EXERCISE MATERIAL:
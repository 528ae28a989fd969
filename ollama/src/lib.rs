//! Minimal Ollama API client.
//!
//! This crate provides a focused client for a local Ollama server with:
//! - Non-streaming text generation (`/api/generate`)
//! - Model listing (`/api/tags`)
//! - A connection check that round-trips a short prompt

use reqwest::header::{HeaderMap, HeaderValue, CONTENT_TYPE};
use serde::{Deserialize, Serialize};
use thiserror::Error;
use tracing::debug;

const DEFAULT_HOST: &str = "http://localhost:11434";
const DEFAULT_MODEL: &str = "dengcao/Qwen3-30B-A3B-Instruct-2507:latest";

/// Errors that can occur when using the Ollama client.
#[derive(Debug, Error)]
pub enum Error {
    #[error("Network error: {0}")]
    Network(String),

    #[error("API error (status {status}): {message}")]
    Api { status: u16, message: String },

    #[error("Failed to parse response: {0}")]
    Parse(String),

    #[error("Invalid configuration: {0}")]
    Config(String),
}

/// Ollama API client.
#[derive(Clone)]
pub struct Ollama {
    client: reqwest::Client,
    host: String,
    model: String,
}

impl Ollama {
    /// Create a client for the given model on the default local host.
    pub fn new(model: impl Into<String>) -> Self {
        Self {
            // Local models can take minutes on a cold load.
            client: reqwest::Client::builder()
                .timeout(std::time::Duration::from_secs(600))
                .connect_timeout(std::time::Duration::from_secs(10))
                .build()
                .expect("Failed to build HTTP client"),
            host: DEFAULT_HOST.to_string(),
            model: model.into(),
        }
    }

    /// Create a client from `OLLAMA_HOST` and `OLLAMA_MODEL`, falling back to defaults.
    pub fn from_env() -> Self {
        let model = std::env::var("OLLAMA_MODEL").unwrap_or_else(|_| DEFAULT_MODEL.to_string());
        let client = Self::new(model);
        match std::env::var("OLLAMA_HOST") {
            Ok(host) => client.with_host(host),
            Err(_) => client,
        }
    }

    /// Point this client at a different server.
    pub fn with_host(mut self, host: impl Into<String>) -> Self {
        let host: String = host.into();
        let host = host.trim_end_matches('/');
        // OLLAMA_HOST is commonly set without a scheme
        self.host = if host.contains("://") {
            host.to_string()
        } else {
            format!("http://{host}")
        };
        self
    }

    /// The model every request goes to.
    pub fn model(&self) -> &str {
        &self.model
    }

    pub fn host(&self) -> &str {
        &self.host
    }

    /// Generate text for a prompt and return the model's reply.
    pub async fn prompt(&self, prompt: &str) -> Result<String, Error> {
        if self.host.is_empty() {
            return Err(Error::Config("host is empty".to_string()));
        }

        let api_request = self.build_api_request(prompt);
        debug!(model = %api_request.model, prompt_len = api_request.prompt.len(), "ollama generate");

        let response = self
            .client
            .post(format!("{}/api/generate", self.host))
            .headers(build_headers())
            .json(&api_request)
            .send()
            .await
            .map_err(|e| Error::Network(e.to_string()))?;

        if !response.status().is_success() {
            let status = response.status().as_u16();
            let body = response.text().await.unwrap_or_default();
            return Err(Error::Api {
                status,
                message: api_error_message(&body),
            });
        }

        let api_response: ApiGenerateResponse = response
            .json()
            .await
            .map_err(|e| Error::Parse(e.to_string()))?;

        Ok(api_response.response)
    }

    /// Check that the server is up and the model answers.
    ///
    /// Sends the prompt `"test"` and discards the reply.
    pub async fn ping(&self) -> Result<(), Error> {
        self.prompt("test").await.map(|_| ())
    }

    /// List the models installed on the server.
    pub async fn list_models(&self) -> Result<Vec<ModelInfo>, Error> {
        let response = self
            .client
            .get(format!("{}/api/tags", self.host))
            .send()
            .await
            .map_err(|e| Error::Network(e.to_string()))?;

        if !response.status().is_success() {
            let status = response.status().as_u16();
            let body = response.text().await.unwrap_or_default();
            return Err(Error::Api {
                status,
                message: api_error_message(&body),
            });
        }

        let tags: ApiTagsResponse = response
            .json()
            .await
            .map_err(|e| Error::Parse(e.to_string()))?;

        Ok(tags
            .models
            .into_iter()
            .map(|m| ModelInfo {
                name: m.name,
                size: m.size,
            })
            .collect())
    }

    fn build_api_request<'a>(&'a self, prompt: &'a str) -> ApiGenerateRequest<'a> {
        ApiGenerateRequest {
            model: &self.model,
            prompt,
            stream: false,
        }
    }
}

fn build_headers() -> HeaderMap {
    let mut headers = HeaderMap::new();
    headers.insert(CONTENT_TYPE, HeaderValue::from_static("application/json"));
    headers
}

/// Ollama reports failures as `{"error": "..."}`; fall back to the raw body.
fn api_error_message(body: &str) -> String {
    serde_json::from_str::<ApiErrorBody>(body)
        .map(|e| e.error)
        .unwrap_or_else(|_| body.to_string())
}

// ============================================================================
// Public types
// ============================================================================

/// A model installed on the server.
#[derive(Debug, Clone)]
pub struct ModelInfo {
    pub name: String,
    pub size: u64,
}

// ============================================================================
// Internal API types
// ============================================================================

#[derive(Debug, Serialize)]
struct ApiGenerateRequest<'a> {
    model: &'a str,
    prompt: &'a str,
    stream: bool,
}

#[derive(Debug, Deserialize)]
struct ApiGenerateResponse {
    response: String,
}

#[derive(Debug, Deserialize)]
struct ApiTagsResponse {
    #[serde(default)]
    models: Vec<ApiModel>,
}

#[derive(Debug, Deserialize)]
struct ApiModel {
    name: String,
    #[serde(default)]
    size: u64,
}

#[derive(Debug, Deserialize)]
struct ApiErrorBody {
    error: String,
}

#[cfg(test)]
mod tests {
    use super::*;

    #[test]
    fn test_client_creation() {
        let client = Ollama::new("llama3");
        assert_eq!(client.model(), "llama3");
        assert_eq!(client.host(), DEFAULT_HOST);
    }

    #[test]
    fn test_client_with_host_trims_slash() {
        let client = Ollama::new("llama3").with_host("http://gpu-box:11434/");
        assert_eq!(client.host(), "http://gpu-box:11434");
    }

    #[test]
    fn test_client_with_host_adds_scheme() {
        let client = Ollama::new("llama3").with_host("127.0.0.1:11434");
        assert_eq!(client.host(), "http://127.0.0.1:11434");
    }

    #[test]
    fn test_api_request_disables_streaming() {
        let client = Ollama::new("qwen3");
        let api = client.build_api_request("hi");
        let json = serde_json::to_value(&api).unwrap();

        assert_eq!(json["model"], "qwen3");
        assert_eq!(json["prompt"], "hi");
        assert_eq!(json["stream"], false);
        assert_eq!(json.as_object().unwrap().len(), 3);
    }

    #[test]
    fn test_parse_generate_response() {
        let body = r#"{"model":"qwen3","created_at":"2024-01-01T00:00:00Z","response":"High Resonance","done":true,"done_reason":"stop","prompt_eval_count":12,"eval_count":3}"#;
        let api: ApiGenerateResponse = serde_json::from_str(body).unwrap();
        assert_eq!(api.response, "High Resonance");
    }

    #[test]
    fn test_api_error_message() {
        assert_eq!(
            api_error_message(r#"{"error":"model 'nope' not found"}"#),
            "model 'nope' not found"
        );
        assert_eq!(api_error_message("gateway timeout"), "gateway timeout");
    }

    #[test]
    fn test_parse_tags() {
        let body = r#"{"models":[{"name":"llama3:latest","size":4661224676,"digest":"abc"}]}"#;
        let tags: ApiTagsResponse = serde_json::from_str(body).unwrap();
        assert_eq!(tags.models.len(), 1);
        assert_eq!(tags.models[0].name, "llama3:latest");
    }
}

TASK REQUIREMENTS:
Match on "High" and report each line of the data above that has it.

TASK RESULT:
        let body = r#"{"model":"qwen3","created_at":"2024-01-01T00:00:00Z","response":"High Resonance","done":true,"done_reason":"stop","prompt_eval_count":12,"eval_count":3}"#;
        assert_eq!(api.response, "High Resonance");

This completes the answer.